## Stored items
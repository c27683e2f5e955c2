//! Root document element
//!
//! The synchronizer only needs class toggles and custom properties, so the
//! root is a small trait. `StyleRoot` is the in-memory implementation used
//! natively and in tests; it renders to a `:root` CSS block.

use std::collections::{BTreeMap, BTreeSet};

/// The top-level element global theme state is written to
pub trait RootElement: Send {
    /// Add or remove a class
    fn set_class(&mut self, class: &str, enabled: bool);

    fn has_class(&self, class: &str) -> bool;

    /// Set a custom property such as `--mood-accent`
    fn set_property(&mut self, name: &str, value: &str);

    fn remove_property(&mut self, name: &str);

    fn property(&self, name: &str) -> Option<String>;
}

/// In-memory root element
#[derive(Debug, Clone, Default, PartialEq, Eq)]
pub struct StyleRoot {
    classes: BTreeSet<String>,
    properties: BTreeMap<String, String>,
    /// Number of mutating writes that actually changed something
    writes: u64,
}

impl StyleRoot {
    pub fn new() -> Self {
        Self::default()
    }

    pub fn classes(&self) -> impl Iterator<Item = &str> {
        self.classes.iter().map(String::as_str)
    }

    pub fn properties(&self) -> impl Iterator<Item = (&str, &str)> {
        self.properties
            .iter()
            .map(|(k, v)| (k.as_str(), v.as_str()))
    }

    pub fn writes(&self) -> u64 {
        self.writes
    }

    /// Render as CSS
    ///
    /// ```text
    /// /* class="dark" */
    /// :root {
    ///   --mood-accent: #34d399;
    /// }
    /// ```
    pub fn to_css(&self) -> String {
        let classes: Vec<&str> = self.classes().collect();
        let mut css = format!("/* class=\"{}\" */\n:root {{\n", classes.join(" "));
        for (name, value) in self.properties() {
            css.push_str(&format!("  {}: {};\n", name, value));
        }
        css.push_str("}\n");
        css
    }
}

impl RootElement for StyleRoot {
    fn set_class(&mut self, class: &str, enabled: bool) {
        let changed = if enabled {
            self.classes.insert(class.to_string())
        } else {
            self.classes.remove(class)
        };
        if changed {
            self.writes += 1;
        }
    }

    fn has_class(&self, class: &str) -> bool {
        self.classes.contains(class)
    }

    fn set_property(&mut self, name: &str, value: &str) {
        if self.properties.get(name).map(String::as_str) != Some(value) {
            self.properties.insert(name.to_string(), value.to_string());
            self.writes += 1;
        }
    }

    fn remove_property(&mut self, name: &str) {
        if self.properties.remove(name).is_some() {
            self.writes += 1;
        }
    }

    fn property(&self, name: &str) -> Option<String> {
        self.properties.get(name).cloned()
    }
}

## WORK TO COMPLETE
Search the data above and return each line in which "trait" occurs.

## TASK ANSWER
//! root is a small trait. `StyleRoot` is the in-memory implementation used
pub trait RootElement: Send {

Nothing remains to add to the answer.